Gli italo-americani, innocenti e privi di volontà, sarebbero stati «ingannati» da un esercito di sobillatori controllato dal regime. Nello stesso bollettino del “Mazzini News” si legge:

Il signor Pope ha ingannato gli italo-americani. I suoi giornali hanno diffuso i temi della propaganda senza saper cosa in effetti sia il fascismo. Come risultato, gli italo-americani si sono spesso chiamati fascisti senza sapere cosa significasse e non hanno compreso perché erano accolti con freddezza quando esprimevano ammirazione per Mussolini.

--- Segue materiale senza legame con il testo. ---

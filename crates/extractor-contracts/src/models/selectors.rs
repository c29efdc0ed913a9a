use anyhow::{bail, Result};

use super::registry::{ModelRegistry, ModelSpec};

/// How a model ended up chosen for a pipeline role.
#[derive(Debug, Clone, PartialEq, Eq)]
pub struct ModelSelection {
    pub model: ModelSpec,
    /// True when nothing was requested and the role's default was used.
    pub defaulted: bool,
}

/// Resolves a model name for one capability (`vision` or `edit`).
///
/// A name the operator typed is taken literally: if it is unknown or cannot
/// serve the capability the selection fails and lists what would work.
#[derive(Debug, Clone)]
pub struct ModelSelector {
    pub registry: ModelRegistry,
}

impl ModelSelector {
    pub fn new(registry: Option<ModelRegistry>) -> Self {
        Self {
            registry: registry.unwrap_or_else(|| ModelRegistry::new(None)),
        }
    }

    pub fn select(&self, requested: Option<&str>, capability: &str) -> Result<ModelSelection> {
        let candidates = self.registry.by_capability(capability);
        let requested = requested.map(str::trim).filter(|name| !name.is_empty());

        let Some(name) = requested else {
            let Some(model) = candidates.into_iter().next() else {
                bail!("no {capability} model is registered");
            };
            return Ok(ModelSelection {
                model,
                defaulted: true,
            });
        };

        if let Some(model) = candidates.iter().find(|model| model.name == name) {
            return Ok(ModelSelection {
                model: model.clone(),
                defaulted: false,
            });
        }
        let choices = candidate_names(&candidates);
        match self.registry.get(name) {
            Some(_) => bail!("model '{name}' cannot be used for {capability} (choose one of: {choices})"),
            None => bail!("unknown {capability} model '{name}' (choose one of: {choices})"),
        }
    }
}

fn candidate_names(candidates: &[ModelSpec]) -> String {
    if candidates.is_empty() {
        return "none registered".to_string();
    }
    candidates
        .iter()
        .map(|model| model.name.as_str())
        .collect::<Vec<_>>()
        .join(", ")
}
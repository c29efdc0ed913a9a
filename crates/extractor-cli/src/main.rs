use std::fs;
use std::path::{Path, PathBuf};
use std::time::Duration;

use anyhow::{bail, Context, Result};
use clap::{Parser, Subcommand};
use extractor_contracts::events::EventWriter;
use extractor_contracts::runs::session::{
    DetectionSession, EVENTS_FILE, PASS_SUMMARY_FILE, RESULTS_FILE, SESSION_FILE,
};
use extractor_contracts::runs::summary::write_pass_summary;
use extractor_contracts::{ImageSize, Quality, ResultCollection, SelectionSet};
use extractor_engine::{
    EventReporter, ExtractorConfig, ExtractorEngine, Materialize, Reporter,
};
use image::DynamicImage;
use serde_json::{json, Map, Value};

const DRYRUN_VISION_MODEL: &str = "dryrun-vision-1";
const DRYRUN_EDIT_MODEL: &str = "dryrun-edit-1";

#[derive(Debug, Parser)]
#[command(
    name = "object-extractor",
    version,
    about = "Detect objects in an image and render each one as an isolated cut-out"
)]
struct Cli {
    #[command(subcommand)]
    command: Command,
}

#[derive(Debug, Subcommand)]
enum Command {
    Detect(DetectArgs),
    Select(SelectArgs),
    Generate(GenerateArgs),
    List(ListArgs),
    Export(ExportArgs),
}

#[derive(Debug, Parser)]
struct DetectArgs {
    #[arg(long)]
    image: PathBuf,
    #[arg(long)]
    out: PathBuf,
    #[arg(long)]
    vision_model: Option<String>,
    #[arg(long)]
    dryrun: bool,
}

#[derive(Debug, Parser)]
struct SelectArgs {
    #[arg(long)]
    out: PathBuf,
    #[arg(long, conflicts_with = "none")]
    all: bool,
    #[arg(long)]
    none: bool,
    #[arg(long, value_delimiter = ',')]
    add: Vec<usize>,
    #[arg(long, value_delimiter = ',')]
    remove: Vec<usize>,
}

#[derive(Debug, Parser)]
struct GenerateArgs {
    #[arg(long)]
    out: PathBuf,
    #[arg(long, default_value_t = Quality::default())]
    quality: Quality,
    #[arg(long, default_value_t = ImageSize::default())]
    size: ImageSize,
    #[arg(long)]
    edit_model: Option<String>,
    /// Drop results from earlier passes before generating.
    #[arg(long)]
    fresh: bool,
    #[arg(long)]
    delay_ms: Option<u64>,
    #[arg(long)]
    dryrun: bool,
}

#[derive(Debug, Parser)]
struct ListArgs {
    #[arg(long)]
    out: PathBuf,
}

#[derive(Debug, Parser)]
struct ExportArgs {
    #[arg(long)]
    out: PathBuf,
    #[arg(long)]
    dest: PathBuf,
}

fn main() {
    match run() {
        Ok(code) => std::process::exit(code),
        Err(err) => {
            eprintln!("object-extractor error: {err:#}");
            std::process::exit(1);
        }
    }
}

fn run() -> Result<i32> {
    let cli = Cli::parse();
    match cli.command {
        Command::Detect(args) => run_detect(args, ExtractorConfig::from_env()?),
        Command::Select(args) => run_select(args),
        Command::Generate(args) => run_generate(args, ExtractorConfig::from_env()?),
        Command::List(args) => run_list(args),
        Command::Export(args) => run_export(args, ExtractorConfig::from_env()?),
    }
}

fn run_detect(args: DetectArgs, mut config: ExtractorConfig) -> Result<i32> {
    if args.dryrun {
        use_dryrun_models(&mut config);
    } else if args.vision_model.is_some() {
        config.vision_model = args.vision_model.clone();
    }
    let engine = ExtractorEngine::new(&config)?;
    let image = load_source_image(&args.image)?;

    let mut session = DetectionSession::new(
        &args.image,
        engine.vision_model().name.clone(),
        Vec::new(),
    );
    let reporter = event_reporter(&args.out, &session.session_id);

    let descriptors = engine.detect(&image, &reporter);
    session.selection = SelectionSet::new(descriptors.len());
    session.descriptors = descriptors;
    session.save(&args.out.join(SESSION_FILE))?;

    if session.descriptors.is_empty() {
        println!("No objects detected.");
    } else {
        print_descriptors(&session);
    }
    Ok(0)
}

fn run_select(args: SelectArgs) -> Result<i32> {
    let path = args.out.join(SESSION_FILE);
    let mut session = DetectionSession::load(&path)?;
    if args.all {
        session.selection.select_all();
    }
    if args.none {
        session.selection.deselect_all();
    }
    for index in &args.add {
        session.selection.select(*index)?;
    }
    for index in &args.remove {
        session.selection.deselect(*index)?;
    }
    session.save(&path)?;
    print_descriptors(&session);
    Ok(0)
}

fn run_generate(args: GenerateArgs, mut config: ExtractorConfig) -> Result<i32> {
    if args.dryrun {
        use_dryrun_models(&mut config);
    } else if args.edit_model.is_some() {
        config.edit_model = args.edit_model.clone();
    }
    if let Some(delay_ms) = args.delay_ms {
        config.item_delay = Duration::from_millis(delay_ms);
    }

    let session = DetectionSession::load(&args.out.join(SESSION_FILE))?;
    let selected = session.selected_descriptors();
    if selected.is_empty() {
        eprintln!("No objects selected; use `select` first.");
    }
    let engine = ExtractorEngine::new(&config)?;
    let image = load_source_image(&session.source_image)?;
    let reporter = event_reporter(&args.out, &session.session_id);

    let results_path = args.out.join(RESULTS_FILE);
    let mut results = if args.fresh {
        ResultCollection::new()
    } else {
        ResultCollection::load(&results_path)?
    };
    let report = engine.generate(
        &mut results,
        &image,
        &selected,
        args.quality,
        args.size,
        &reporter,
        None,
    )?;
    results.save(&results_path)?;

    let mut extra = Map::new();
    extra.insert(
        "session_id".to_string(),
        Value::String(session.session_id.clone()),
    );
    extra.insert(
        "edit_model".to_string(),
        Value::String(engine.edit_model().name.clone()),
    );
    write_pass_summary(
        &args.out.join(PASS_SUMMARY_FILE),
        &report.to_summary(args.quality, args.size),
        Some(&extra),
    )?;

    println!(
        "Generated {}/{} objects ({} stored).",
        report.succeeded.len(),
        report.requested,
        results.len()
    );
    Ok(if report.failed.is_empty() { 0 } else { 2 })
}

fn run_list(args: ListArgs) -> Result<i32> {
    let session = DetectionSession::load(&args.out.join(SESSION_FILE))?;
    print_descriptors(&session);
    let results = ResultCollection::load(&args.out.join(RESULTS_FILE))?;
    if results.is_empty() {
        println!("No generated results.");
    }
    for (key, reference) in results.iter() {
        println!("{key}\t{}", reference.kind());
    }
    Ok(0)
}

fn run_export(args: ExportArgs, config: ExtractorConfig) -> Result<i32> {
    let results = ResultCollection::load(&args.out.join(RESULTS_FILE))?;
    if results.is_empty() {
        bail!("no generated results in {}", args.out.display());
    }
    let session_id = DetectionSession::load(&args.out.join(SESSION_FILE))
        .map(|session| session.session_id)
        .unwrap_or_else(|_| "export".to_string());
    let reporter = event_reporter(&args.out, &session_id);
    let http = config.http_client()?;

    fs::create_dir_all(&args.dest)
        .with_context(|| format!("failed creating {}", args.dest.display()))?;
    let mut written = Vec::new();
    for (key, reference) in results.iter() {
        let bytes = match reference.materialize(&http) {
            Ok(bytes) => bytes,
            Err(err) => {
                reporter.error(&err);
                reporter.warning(&format!("skipped export of '{key}'"));
                continue;
            }
        };
        let path = args.dest.join(export_file_name(key));
        fs::write(&path, bytes).with_context(|| format!("failed writing {}", path.display()))?;
        written.push(path);
    }

    reporter.record(
        "export_finished",
        payload_map(json!({
            "dest": args.dest.to_string_lossy(),
            "written": written.len(),
            "skipped": results.len() - written.len(),
        })),
    );
    println!("Exported {} of {} to {}", written.len(), results.len(), args.dest.display());
    Ok(if written.len() == results.len() { 0 } else { 2 })
}

/// Both models go offline; the engine resolves both even when only one is used.
fn use_dryrun_models(config: &mut ExtractorConfig) {
    config.vision_model = Some(DRYRUN_VISION_MODEL.to_string());
    config.edit_model = Some(DRYRUN_EDIT_MODEL.to_string());
}

fn load_source_image(path: &Path) -> Result<DynamicImage> {
    image::open(path).with_context(|| format!("failed reading image {}", path.display()))
}

fn event_reporter(out: &Path, session_id: &str) -> EventReporter {
    EventReporter::new(EventWriter::new(out.join(EVENTS_FILE), session_id))
}

fn print_descriptors(session: &DetectionSession) {
    for (index, descriptor) in session.descriptors.iter().enumerate() {
        let mark = if session.selection.is_selected(index) {
            "x"
        } else {
            " "
        };
        println!(
            "[{mark}] {index}: {} ({})",
            descriptor.display_label(),
            descriptor.composite_key()
        );
    }
}

fn export_file_name(key: &str) -> String {
    let stem: String = key
        .chars()
        .map(|ch| match ch {
            '/' | '\\' | ':' | '\0' => '_',
            other => other,
        })
        .collect();
    format!("{stem}.png")
}

fn payload_map(value: Value) -> Map<String, Value> {
    match value {
        Value::Object(map) => map,
        _ => Map::new(),
    }
}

Il signor Pope ha scelto di ignorare che in un paese libero la stampa deve illuminare il popolo.31

Ovviamente, diffondere l’idea di una «colonia» manipolata e inerme avrebbe dovuto facilitare la riconciliazione con la società americana, che durante la seconda Guerra Mondiale diffidò non poco degli emigrati italiani, temendo delle azioni di disturbo entro i propri confini. Salvemini, Tresca e gli altri individuarono un colpevole di grande visibilità mediatica, quel Generoso Pope magnate dell’editoria che si era compromesso col regime e che continuò, fino al 1942, a ricevere sussidi da Mussolini per diffondere le idee fasciste in America, e lo trasformarono nel capro espiatorio perfetto per difendere gli interessi degli immigrati italiani.